[Required work] From the entries, filter out every line that lacks "segment" and copy the rest.

(Items listed in a dataset)
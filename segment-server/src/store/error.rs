//! Record store error types.

/// Errors that can occur reading or writing segment records.
#[derive(Debug, thiserror::Error)]
pub enum StoreError {
    /// Reading or writing the backing file failed
    #[error("store I/O error: {message}")]
    Io { message: String },

    /// The backing file exists but could not be decoded
    #[error("store file is corrupt: {message}")]
    Corrupt { message: String },

    /// A writer panicked while holding the lock
    #[error("store lock poisoned")]
    Poisoned,
}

[Response]
filename segment-server/src/store/error.rs
/// Errors that can occur reading or writing segment records.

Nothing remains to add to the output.